Source records
....

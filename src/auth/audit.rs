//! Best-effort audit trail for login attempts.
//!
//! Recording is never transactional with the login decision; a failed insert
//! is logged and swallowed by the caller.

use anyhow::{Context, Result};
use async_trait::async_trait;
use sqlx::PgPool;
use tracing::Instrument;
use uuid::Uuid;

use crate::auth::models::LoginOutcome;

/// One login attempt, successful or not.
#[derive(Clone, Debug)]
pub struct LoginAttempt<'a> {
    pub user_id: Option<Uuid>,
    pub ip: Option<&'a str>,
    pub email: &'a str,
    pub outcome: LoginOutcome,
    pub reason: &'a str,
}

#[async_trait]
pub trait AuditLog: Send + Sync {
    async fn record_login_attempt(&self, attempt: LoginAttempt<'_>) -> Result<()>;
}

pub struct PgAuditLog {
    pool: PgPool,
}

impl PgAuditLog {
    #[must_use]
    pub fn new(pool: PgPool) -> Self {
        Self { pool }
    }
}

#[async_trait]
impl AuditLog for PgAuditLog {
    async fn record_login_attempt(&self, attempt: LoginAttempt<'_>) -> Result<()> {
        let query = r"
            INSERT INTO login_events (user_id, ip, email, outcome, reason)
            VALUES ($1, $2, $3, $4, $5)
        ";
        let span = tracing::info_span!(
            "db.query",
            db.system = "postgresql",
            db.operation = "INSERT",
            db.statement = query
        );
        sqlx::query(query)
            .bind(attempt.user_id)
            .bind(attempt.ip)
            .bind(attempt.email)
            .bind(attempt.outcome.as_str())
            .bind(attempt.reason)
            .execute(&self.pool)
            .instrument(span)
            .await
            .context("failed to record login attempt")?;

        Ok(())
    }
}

....

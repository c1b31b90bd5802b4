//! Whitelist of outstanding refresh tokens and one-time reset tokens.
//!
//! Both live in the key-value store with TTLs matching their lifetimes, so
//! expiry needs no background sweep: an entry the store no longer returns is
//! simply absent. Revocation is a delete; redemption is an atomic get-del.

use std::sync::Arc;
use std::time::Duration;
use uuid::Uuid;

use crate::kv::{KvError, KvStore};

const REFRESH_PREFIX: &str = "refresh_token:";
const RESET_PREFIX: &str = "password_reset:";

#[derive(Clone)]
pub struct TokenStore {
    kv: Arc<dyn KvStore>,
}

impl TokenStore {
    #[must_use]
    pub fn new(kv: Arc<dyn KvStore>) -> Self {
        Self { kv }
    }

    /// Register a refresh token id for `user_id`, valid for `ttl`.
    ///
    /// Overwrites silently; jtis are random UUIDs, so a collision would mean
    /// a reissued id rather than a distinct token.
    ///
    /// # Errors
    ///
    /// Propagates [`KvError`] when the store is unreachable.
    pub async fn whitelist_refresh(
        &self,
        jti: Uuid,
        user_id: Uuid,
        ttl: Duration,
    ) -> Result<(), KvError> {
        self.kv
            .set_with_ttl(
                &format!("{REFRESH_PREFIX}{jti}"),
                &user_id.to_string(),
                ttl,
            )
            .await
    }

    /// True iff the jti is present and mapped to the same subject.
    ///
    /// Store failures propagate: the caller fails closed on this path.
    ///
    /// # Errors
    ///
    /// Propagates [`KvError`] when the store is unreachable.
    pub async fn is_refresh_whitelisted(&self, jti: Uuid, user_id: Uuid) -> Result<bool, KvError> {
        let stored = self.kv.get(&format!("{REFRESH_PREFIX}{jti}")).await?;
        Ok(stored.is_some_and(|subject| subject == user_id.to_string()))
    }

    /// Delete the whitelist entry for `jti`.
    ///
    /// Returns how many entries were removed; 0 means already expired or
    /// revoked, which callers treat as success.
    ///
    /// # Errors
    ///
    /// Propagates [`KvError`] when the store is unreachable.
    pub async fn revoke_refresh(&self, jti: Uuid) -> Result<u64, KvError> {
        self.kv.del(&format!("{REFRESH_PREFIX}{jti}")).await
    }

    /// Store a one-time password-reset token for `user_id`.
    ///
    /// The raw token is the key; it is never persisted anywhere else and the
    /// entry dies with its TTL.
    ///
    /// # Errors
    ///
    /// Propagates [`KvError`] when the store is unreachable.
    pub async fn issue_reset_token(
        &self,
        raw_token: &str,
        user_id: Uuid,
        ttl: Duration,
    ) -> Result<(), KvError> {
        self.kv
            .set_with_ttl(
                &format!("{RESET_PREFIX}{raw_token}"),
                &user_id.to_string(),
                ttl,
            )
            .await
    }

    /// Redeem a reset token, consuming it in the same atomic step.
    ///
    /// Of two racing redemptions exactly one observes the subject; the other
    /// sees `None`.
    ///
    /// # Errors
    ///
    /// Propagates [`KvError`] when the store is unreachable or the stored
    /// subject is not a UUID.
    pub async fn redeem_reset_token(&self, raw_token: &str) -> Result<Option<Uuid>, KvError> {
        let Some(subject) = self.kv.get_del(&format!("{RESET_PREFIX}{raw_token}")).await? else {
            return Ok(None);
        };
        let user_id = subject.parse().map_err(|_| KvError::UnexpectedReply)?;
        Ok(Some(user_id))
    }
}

....

Task
Output the lines above exactly, but only those between the line holding "filename src/auth/audit.rs" and the line holding "use tracing::Instrument;", inclusive.

Solution to this problem
filename src/auth/audit.rs
//! Best-effort audit trail for login attempts.
//!
//! Recording is never transactional with the login decision; a failed insert
//! is logged and swallowed by the caller.

use anyhow::{Context, Result};
use async_trait::async_trait;
use sqlx::PgPool;
use tracing::Instrument;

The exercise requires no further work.